_Exercise instructions_: Please report the number of lines in the entries below that contain "ServerConfig", with nothing added.

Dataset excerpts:
-----

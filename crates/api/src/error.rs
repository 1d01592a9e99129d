// SPDX-FileCopyrightText: 2025 Semiotic Labs
//
// SPDX-License-Identifier: Apache-2.0

//! Error handling module
//!
//! This module provides two error families:
//!
//! - [`ServerError`] for server lifecycle operations (configuration, binding,
//!   startup, shutdown)
//! - [`ServiceError`] for request handlers. Handlers propagate these with `?`
//!   and the request wrapper in [`crate::handler`] is the only place they are
//!   turned into response envelopes.

use std::net::SocketAddr;

use axum::http::{Method, StatusCode};
use quote_store::StoreError;
use thiserror::Error;

/// Message for request bodies without a usable `quote` member
pub const MISSING_QUOTE_MESSAGE: &str = "must supply 'quote' via JSON dictionary";

/// Message for quote IDs that are not integers
pub const NON_NUMERIC_ID_MESSAGE: &str = "quote IDs must be numbers";

/// Error types for server lifecycle operations
#[derive(Error, Debug)]
pub enum ServerError {
    /// Configuration validation errors
    #[error("Configuration error: {message}")]
    Config {
        /// Error message
        message: String,
    },

    /// Network binding errors
    #[error("Failed to bind to {address}: {source}")]
    Bind {
        /// Socket address that failed to bind
        address: SocketAddr,
        /// Underlying IO error
        source: std::io::Error,
    },

    /// Server startup errors
    #[error("Server startup failed: {source}")]
    Startup {
        /// Underlying IO error
        source: std::io::Error,
    },

    /// Server shutdown errors
    #[error("Server shutdown failed: {source}")]
    Shutdown {
        /// Underlying IO error
        source: std::io::Error,
    },
}

/// Result type for server operations
pub type ServerResult<T> = Result<T, ServerError>;

/// Failures raised by request handlers
#[derive(Error, Debug)]
pub enum ServiceError {
    /// Malformed request: bad path parameter or unusable JSON body
    #[error("{0}")]
    Validation(String),

    /// Quote index outside the collection
    #[error("no quote ID {index}")]
    OutOfRange {
        /// Index as supplied by the client, in canonical integer form
        index: String,
    },

    /// No route matches the request
    #[error("no route for {method} {path}")]
    NotFound {
        /// Request method
        method: Method,
        /// Request path
        path: String,
    },

    /// Route exists but does not accept the method
    #[error("method {method} not allowed for {path}")]
    MethodNotAllowed {
        /// Request method
        method: Method,
        /// Request path
        path: String,
    },

    /// Anything else that went wrong inside a handler
    #[error(transparent)]
    Internal(#[from] anyhow::Error),
}

/// Result type for request handlers
pub type ServiceResult<T> = Result<T, ServiceError>;

impl ServiceError {
    /// Body without a usable `quote` member
    pub fn missing_quote() -> Self {
        Self::Validation(MISSING_QUOTE_MESSAGE.to_string())
    }

    /// Path parameter that is not an integer
    pub fn non_numeric_id() -> Self {
        Self::Validation(NON_NUMERIC_ID_MESSAGE.to_string())
    }

    /// Index outside the collection
    pub fn out_of_range(index: impl ToString) -> Self {
        Self::OutOfRange {
            index: index.to_string(),
        }
    }

    /// HTTP status hint carried into the failure envelope
    ///
    /// Internal failures carry no hint and surface as 500.
    pub fn status_hint(&self) -> Option<StatusCode> {
        match self {
            Self::Validation(_) | Self::OutOfRange { .. } => Some(StatusCode::BAD_REQUEST),
            Self::NotFound { .. } => Some(StatusCode::NOT_FOUND),
            Self::MethodNotAllowed { .. } => Some(StatusCode::METHOD_NOT_ALLOWED),
            Self::Internal(_) => None,
        }
    }
}

impl From<StoreError> for ServiceError {
    fn from(error: StoreError) -> Self {
        match error {
            StoreError::OutOfRange { index } => Self::out_of_range(index),
            other @ (StoreError::Empty | StoreError::MissingField { .. }) => {
                Self::Internal(anyhow::Error::new(other))
            }
        }
    }
}

#[cfg(test)]
mod tests {
    use super::*;

    #[test]
    fn client_errors_carry_bad_request_hint() {
        assert_eq!(
            ServiceError::missing_quote().status_hint(),
            Some(StatusCode::BAD_REQUEST)
        );
        assert_eq!(
            ServiceError::non_numeric_id().to_string(),
            "quote IDs must be numbers"
        );
        assert_eq!(
            ServiceError::out_of_range(999).status_hint(),
            Some(StatusCode::BAD_REQUEST)
        );
    }

    #[test]
    fn out_of_range_keeps_indices_wider_than_i64() {
        let error = ServiceError::out_of_range("99999999999999999999");
        assert_eq!(error.to_string(), "no quote ID 99999999999999999999");
        assert_eq!(error.status_hint(), Some(StatusCode::BAD_REQUEST));
    }

    #[test]
    fn internal_errors_have_no_hint() {
        let error = ServiceError::from(anyhow::anyhow!("disk on fire"));
        assert_eq!(error.status_hint(), None);
        assert_eq!(error.to_string(), "disk on fire");
    }

    #[test]
    fn store_errors_are_classified() {
        let out_of_range = ServiceError::from(StoreError::OutOfRange { index: -2 });
        assert!(matches!(&out_of_range, ServiceError::OutOfRange { index } if index == "-2"));
        assert_eq!(out_of_range.to_string(), "no quote ID -2");

        let missing = ServiceError::from(StoreError::MissingField {
            index: 1,
            field: "iambs",
        });
        assert!(matches!(missing, ServiceError::Internal(_)));
        assert_eq!(missing.to_string(), "quote ID 1 has no 'iambs' annotation");
    }

    #[test]
    fn not_found_message() {
        let error = ServiceError::NotFound {
            method: Method::DELETE,
            path: "/quote/1".to_string(),
        };
        assert_eq!(error.to_string(), "no route for DELETE /quote/1");
        assert_eq!(error.status_hint(), Some(StatusCode::NOT_FOUND));

        let error = ServiceError::MethodNotAllowed {
            method: Method::DELETE,
            path: "/quote/1".to_string(),
        };
        assert_eq!(error.to_string(), "method DELETE not allowed for /quote/1");
        assert_eq!(error.status_hint(), Some(StatusCode::METHOD_NOT_ALLOWED));
    }
}
// SPDX-FileCopyrightText: 2025 Semiotic Labs
//
// SPDX-License-Identifier: Apache-2.0

//! Request body extraction
//!
//! Clients only ever see one message for an unusable quote body. The precise
//! reason (wrong content type, syntax error location, wrong member type) is
//! logged at debug level so it can be recovered from the server logs.

use axum::http::header;
use serde::Deserialize;
use tracing::debug;

use crate::{
    error::{ServiceError, ServiceResult},
    handler::HandlerRequest,
};

mod error_hints {
    pub const MISSING_COMMA: &str =
        "check for missing or extra commas between object properties or array elements";
    pub const MISSING_BRACE: &str = "check for missing closing brace '}' for JSON object";
    pub const MISSING_QUOTES: &str =
        "check for missing or improperly escaped quotes around string values";
    pub const CONTROL_CHARS: &str = "JSON contains invalid control characters that must be escaped";
    pub const EXPECTED_VALUE: &str =
        "expected a valid JSON value (string, number, boolean, null, object, or array)";
    pub const DEFAULT_SYNTAX: &str = "check JSON formatting and structure";
    pub const EMPTY_BODY: &str = "request body is empty, expected a JSON object";
    pub const TRUNCATED_JSON: &str =
        "unexpected end of JSON input, request appears to be truncated";
    pub const UNREADABLE_BODY: &str = "request body could not be read or exceeds the size limit";
}

/// Largest request body the service reads
pub const MAX_JSON_PAYLOAD_SIZE: usize = 1024 * 1024; // 1MB limit

/// A JSON object body carrying a string `quote` member
///
/// Other members of the object are ignored. A `quote` that is present but
/// not a string, such as `{"quote": 42}`, is rejected like a missing one
/// rather than stored as an arbitrary JSON value.
#[derive(Debug, Clone, PartialEq, Eq, Deserialize)]
pub struct QuoteBody {
    /// Quote text supplied by the client
    pub quote: String,
}

impl QuoteBody {
    /// Extract the quote body from a request
    ///
    /// # Errors
    ///
    /// Returns a [`ServiceError::Validation`] carrying the fixed
    /// "must supply 'quote'" message whenever the body does not qualify.
    pub fn extract(request: &HandlerRequest) -> ServiceResult<Self> {
        Self::parse(request).map_err(|reason| {
            debug!(
                method = %request.method(),
                path = request.path(),
                %reason,
                "rejected quote body"
            );
            ServiceError::missing_quote()
        })
    }

    fn parse(request: &HandlerRequest) -> Result<Self, String> {
        if let Some(content_type) = request.headers().get(header::CONTENT_TYPE)
            && let Ok(content_type_str) = content_type.to_str()
            && !content_type_str.starts_with("application/json")
        {
            return Err(format!(
                "invalid content-type: expected 'application/json', got '{content_type_str}'"
            ));
        }

        let Some(bytes) = request.body() else {
            return Err(error_hints::UNREADABLE_BODY.to_string());
        };

        if bytes.is_empty() {
            return Err(error_hints::EMPTY_BODY.to_string());
        }

        serde_json::from_slice::<Self>(bytes).map_err(|err| {
            if err.is_syntax() {
                format!(
                    "invalid JSON syntax at line {}, column {}: {}",
                    err.line(),
                    err.column(),
                    json_syntax_hint(&err)
                )
            } else if err.is_eof() {
                error_hints::TRUNCATED_JSON.to_string()
            } else {
                format!("JSON data validation failed: {err}")
            }
        })
    }
}

/// Provides helpful hints for JSON syntax errors
fn json_syntax_hint(err: &serde_json::Error) -> &'static str {
    let err_msg = err.to_string();

    if err_msg.contains("expected ','") || err_msg.contains("trailing comma") {
        error_hints::MISSING_COMMA
    } else if err_msg.contains("expected '}'") {
        error_hints::MISSING_BRACE
    } else if err_msg.contains("expected '\"'") {
        error_hints::MISSING_QUOTES
    } else if err_msg.contains("control character") {
        error_hints::CONTROL_CHARS
    } else if err_msg.contains("expected value") {
        error_hints::EXPECTED_VALUE
    } else {
        error_hints::DEFAULT_SYNTAX
    }
}
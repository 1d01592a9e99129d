// SPDX-FileCopyrightText: 2025 Semiotic Labs
//
// SPDX-License-Identifier: Apache-2.0

//! Routes module
//!
//! This module provides the route table of the Shakespeare server. Every
//! endpoint, including the not-found and method-not-allowed fallbacks, is
//! registered through [`standard_handler`] so it answers with a status
//! envelope.

pub mod handlers;

use axum::{
    Router,
    routing::{get, post},
};
use handlers::{
    crash, health, method_not_allowed, new_quote, not_found, qd_statement, shakespeare_iambs,
    shakespeare_play, shakespeare_spaketh, specific_quote, specific_shakespeare, statement,
};
use tracing::warn;

use crate::{
    config::CrashConfig, handler::standard_handler, metrics::metrics_handler, state::ServerState,
};

/// Create application routes
///
/// `/crash` is only registered when enabled in `crash`.
pub fn create_routes(crash_config: &CrashConfig) -> Router<ServerState> {
    let mut routes = Router::new()
        .route("/health", get(standard_handler("health", health)))
        .route("/", get(standard_handler("statement", statement)))
        .route(
            "/quote/{id}",
            get(standard_handler("specific_quote", specific_quote))
                .put(standard_handler("specific_quote", specific_quote)),
        )
        .route("/quote", post(standard_handler("new_quote", new_quote)))
        .route(
            "/shakespeare/",
            get(standard_handler("qd_statement", qd_statement)),
        )
        .route(
            "/shakespeare/{idx}",
            get(standard_handler("specific_shakespeare", specific_shakespeare))
                .put(standard_handler("specific_shakespeare", specific_shakespeare)),
        )
        .route(
            "/shakespeare/{idx}/spaketh",
            get(standard_handler("shakespeare_spaketh", shakespeare_spaketh)),
        )
        .route(
            "/shakespeare/{idx}/play",
            get(standard_handler("shakespeare_play", shakespeare_play)),
        )
        .route(
            "/shakespeare/{idx}/iambs",
            get(standard_handler("shakespeare_iambs", shakespeare_iambs)),
        );

    if crash_config.enabled {
        warn!("/crash endpoint enabled, any client can terminate this process");
        routes = routes.route("/crash", get(standard_handler("crash", crash)));
    }

    // Operational endpoint, not part of the envelope surface
    let metrics_routes = Router::new().route("/metrics", get(metrics_handler));

    routes
        .merge(metrics_routes)
        .method_not_allowed_fallback(standard_handler(
            "method_not_allowed",
            method_not_allowed,
        ))
        .fallback(standard_handler("not_found", not_found))
}
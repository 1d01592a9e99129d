// SPDX-FileCopyrightText: 2025 Semiotic Labs
//
// SPDX-License-Identifier: Apache-2.0

//! In-memory quote collections
//!
//! This crate provides the two quote collections served by the Shakespeare
//! quote service. Both are process-local, start from built-in seed data and
//! are lost on restart.
//!
//! # Collections
//!
//! - [`QuoteStore`]: a flat list of quote strings supporting random pick,
//!   indexed get and set, and append
//! - [`AnnotatedQuoteStore`]: quote records carrying play, verse, speaker and
//!   meter annotations, supporting random pick, indexed get, whole-slot
//!   replacement and field projections
//!
//! # Concurrency
//!
//! Each store guards its sequence with a `tokio::sync::RwLock`. Reads share the
//! lock; every mutation takes it exclusively and re-validates the index while
//! holding it, so concurrent writers can neither lose updates nor race an index
//! check. Neither store supports deletion, so a store built from non-empty seed
//! data can never become empty.

pub mod annotated;
pub mod error;
pub mod flat;
pub mod seed;

pub use annotated::{
    AnnotatedEntry, AnnotatedQuote, AnnotatedQuoteStore, Meter, PlayAndVerse, Speaker,
};
pub use error::{StoreError, StoreResult};
pub use flat::QuoteStore;

/// Resolve a client-supplied index against the current length
pub(crate) fn resolve_index(index: i64, len: usize) -> StoreResult<usize> {
    usize::try_from(index)
        .ok()
        .filter(|&position| position < len)
        .ok_or(StoreError::OutOfRange { index })
}

#[cfg(test)]
mod tests {
    use super::*;

    #[test]
    fn resolve_index_bounds() {
        assert_eq!(resolve_index(0, 3).unwrap(), 0);
        assert_eq!(resolve_index(2, 3).unwrap(), 2);
        assert!(matches!(
            resolve_index(3, 3),
            Err(StoreError::OutOfRange { index: 3 })
        ));
        assert!(matches!(
            resolve_index(-1, 3),
            Err(StoreError::OutOfRange { index: -1 })
        ));
        assert!(resolve_index(0, 0).is_err());
    }
}
// SPDX-FileCopyrightText: 2025 Semiotic Labs
//
// SPDX-License-Identifier: Apache-2.0

//! Server implementation module
//!
//! This module provides the main server struct and implementation for the
//! Shakespeare server, including server lifecycle management, router
//! configuration, and coordinated graceful shutdown using `CancellationToken`.

use std::{future::IntoFuture, net::SocketAddr, sync::Arc, time::Duration};

use axum::{Router, http::HeaderName};
use hyper::Request;
use tokio::net::TcpListener;
use tokio_util::sync::CancellationToken;
use tower::ServiceBuilder;
use tower_http::{
    cors::CorsLayer,
    request_id::{MakeRequestUuid, PropagateRequestIdLayer, SetRequestIdLayer},
    timeout::TimeoutLayer,
    trace::TraceLayer,
};
use tracing::{error, info, info_span, warn};

use crate::{
    config::ServerConfig,
    error::{ServerError, ServerResult},
    routes::create_routes,
    state::ServerState,
    terminator::{ProcessTerminator, Terminator},
};

// Server constants
const REQUEST_ID_HEADER: HeaderName = HeaderName::from_static("x-request-id");
const DEFAULT_GRACEFUL_SHUTDOWN_TIMEOUT_SECONDS: u64 = 30;

/// Configuration for server shutdown behavior
#[derive(Debug, Clone)]
pub struct ShutdownConfig {
    /// Maximum time to wait for in-flight requests once shutdown starts
    pub graceful_timeout: Duration,
}

impl Default for ShutdownConfig {
    fn default() -> Self {
        Self {
            graceful_timeout: Duration::from_secs(DEFAULT_GRACEFUL_SHUTDOWN_TIMEOUT_SECONDS),
        }
    }
}

/// Main server struct
#[derive(Debug)]
pub struct Server {
    /// Server configuration
    config: ServerConfig,
    /// Application router
    router: Router,
    /// Server state
    state: ServerState,
    /// Cancellation token for coordinated shutdown
    cancellation_token: CancellationToken,
    /// Configuration for coordinated shutdown
    graceful_shutdown_config: ShutdownConfig,
}

impl Server {
    /// Create new server instance
    ///
    /// `/crash` terminates this server through a [`ProcessTerminator`].
    ///
    /// # Errors
    ///
    /// Returns `ServerError::Config` if the configuration is invalid.
    pub fn new(config: ServerConfig, shutdown_config: ShutdownConfig) -> ServerResult<Self> {
        let cancellation_token = CancellationToken::new();
        let terminator = Arc::new(ProcessTerminator::new(cancellation_token.clone()));
        Self::with_terminator(config, shutdown_config, cancellation_token, terminator)
    }

    /// Create server with a custom terminator for dependency injection
    ///
    /// # Errors
    ///
    /// Returns `ServerError::Config` if the configuration is invalid.
    pub fn with_terminator(
        config: ServerConfig,
        graceful_shutdown_config: ShutdownConfig,
        cancellation_token: CancellationToken,
        terminator: Arc<dyn Terminator>,
    ) -> ServerResult<Self> {
        if config.hostname.as_deref().is_some_and(str::is_empty) {
            return Err(ServerError::Config {
                message: "hostname must not be empty when set".to_string(),
            });
        }

        let state = ServerState::new(
            config.clone(),
            terminator,
            cancellation_token.child_token(),
        );
        let router = Self::create_router(state.clone());

        Ok(Self {
            config,
            router,
            state,
            cancellation_token,
            graceful_shutdown_config,
        })
    }

    /// Create application router with middleware
    fn create_router(state: ServerState) -> Router {
        let timeout_duration = state.config().timeout_seconds.value();

        let middleware = ServiceBuilder::new()
            .layer(SetRequestIdLayer::new(REQUEST_ID_HEADER, MakeRequestUuid))
            .layer(
                TraceLayer::new_for_http().make_span_with(|req: &Request<_>| {
                    if let Some(request_id) = req.headers().get(REQUEST_ID_HEADER) {
                        info_span!(
                            "http_request",
                            ?request_id,
                            method = %req.method(),
                            uri = %req.uri()
                        )
                    } else {
                        error!("failed to extract id from request");
                        info_span!(
                            "http_request",
                            request_id = "unknown",
                            method = %req.method(),
                            uri = %req.uri()
                        )
                    }
                }),
            )
            .layer(PropagateRequestIdLayer::new(REQUEST_ID_HEADER))
            .layer(CorsLayer::permissive())
            .layer(TimeoutLayer::new(timeout_duration));

        create_routes(&state.config().crash)
            .layer(middleware)
            .with_state(state)
    }

    /// Run the server with coordinated graceful shutdown
    ///
    /// # Errors
    ///
    /// Returns `ServerError::Bind` if unable to bind to the configured address,
    /// or `ServerError::Startup` if the server fails to start.
    pub async fn run(self) -> ServerResult<()> {
        let addr = self.config.socket_addr();
        let listener = TcpListener::bind(&addr)
            .await
            .map_err(|source| ServerError::Bind {
                address: addr,
                source,
            })?;

        let actual_addr = listener
            .local_addr()
            .map_err(|source| ServerError::Startup { source })?;

        info!(
            address = %actual_addr,
            environment = %self.config.environment,
            hostname = self.state.identity().hostname(),
            version = self.state.identity().version(),
            "shakespeare server starting",
        );

        let cancellation_token = self.cancellation_token.clone();
        let shutdown_token = cancellation_token.clone();
        tokio::spawn(async move {
            info!("spawning the graceful shutdown task");
            Self::shutdown_signal_handler(shutdown_token).await;
        });

        let graceful_timeout = self.graceful_shutdown_config.graceful_timeout;
        let drain_token = cancellation_token.clone();
        let serve = axum::serve(listener, self.router)
            .with_graceful_shutdown(async move {
                cancellation_token.cancelled().await;
                info!("shakespeare server shutting down gracefully");
            })
            .into_future();

        let server_result = tokio::select! {
            result = serve => result,
            () = async {
                drain_token.cancelled().await;
                tokio::time::sleep(graceful_timeout).await;
            } => {
                warn!(?graceful_timeout, "in-flight requests did not drain, stopping anyway");
                Ok(())
            }
        };

        if let Err(e) = server_result {
            error!(error = ?e, "Server error during shutdown");
            Err(ServerError::Shutdown { source: e })
        } else {
            info!("shakespeare server stopped");
            Ok(())
        }
    }

    /// Handle shutdown signals and trigger coordinated cancellation
    ///
    /// This function listens for SIGINT (Ctrl+C) and SIGTERM signals,
    /// and cancels the provided cancellation token when received.
    ///
    /// # Arguments
    ///
    /// * `cancellation_token` - Token to cancel when shutdown signal is received
    async fn shutdown_signal_handler(cancellation_token: CancellationToken) {
        let signal_received = async {
            #[cfg(unix)]
            #[allow(clippy::expect_used)]
            {
                use tokio::signal::unix::{SignalKind, signal};

                let mut sigterm =
                    signal(SignalKind::terminate()).expect("Failed to register SIGTERM handler");
                let mut sigint =
                    signal(SignalKind::interrupt()).expect("Failed to register SIGINT handler");

                tokio::select! {
                    _ = sigterm.recv() => {
                        warn!("Received SIGTERM signal, initiating coordinated shutdown");
                        "SIGTERM"
                    },
                    _ = sigint.recv() => {
                        warn!("Received SIGINT signal, initiating coordinated shutdown");
                        "SIGINT"
                    },
                }
            }

            #[cfg(not(unix))]
            #[allow(clippy::expect_used)]
            {
                tokio::signal::ctrl_c()
                    .await
                    .expect("Failed to install CTRL+C signal handler");
                warn!("Received CTRL+C signal, initiating coordinated shutdown");
                "CTRL+C"
            }
        };

        // Wait for either a signal or existing cancellation
        tokio::select! {
            signal_name = signal_received => {
                warn!("Shutdown signal {} received, cancelling all operations...", signal_name);
                cancellation_token.cancel();
            },
            () = cancellation_token.cancelled() => {
                warn!("Cancellation token already cancelled, shutdown signal handler exiting");
            }
        }
    }

    /// Returns a clone of the cancellation token for coordinated shutdown
    pub fn cancellation_token(&self) -> CancellationToken {
        self.cancellation_token.clone()
    }

    /// Initiates graceful shutdown by cancelling the server's cancellation token
    pub fn shutdown(&self) {
        info!("programmatic shutdown requested");
        self.cancellation_token.cancel();
    }

    /// Run server for testing, returns the bound address
    ///
    /// # Errors
    ///
    /// Returns `ServerError::Bind` if unable to bind to the configured address.
    pub async fn run_for_testing(self) -> ServerResult<(SocketAddr, CancellationToken)> {
        let addr = self.config.socket_addr();

        let listener = TcpListener::bind(&addr)
            .await
            .map_err(|source| ServerError::Bind {
                address: addr,
                source,
            })?;

        let actual_addr = listener
            .local_addr()
            .map_err(|source| ServerError::Startup { source })?;

        let token = self.cancellation_token.child_token();
        let task = token.child_token();
        tokio::spawn(async move {
            if let Err(e) = axum::serve(listener, self.router)
                .with_graceful_shutdown(async move { task.cancelled().await })
                .await
            {
                error!(error = ?e, "test server stopped with an error");
            }
        });

        Ok((actual_addr, token))
    }

    /// Get server configuration
    pub fn config(&self) -> &ServerConfig {
        &self.config
    }

    /// Get server state for testing
    pub fn state(&self) -> &ServerState {
        &self.state
    }
}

-----

_Finished exercise_: 5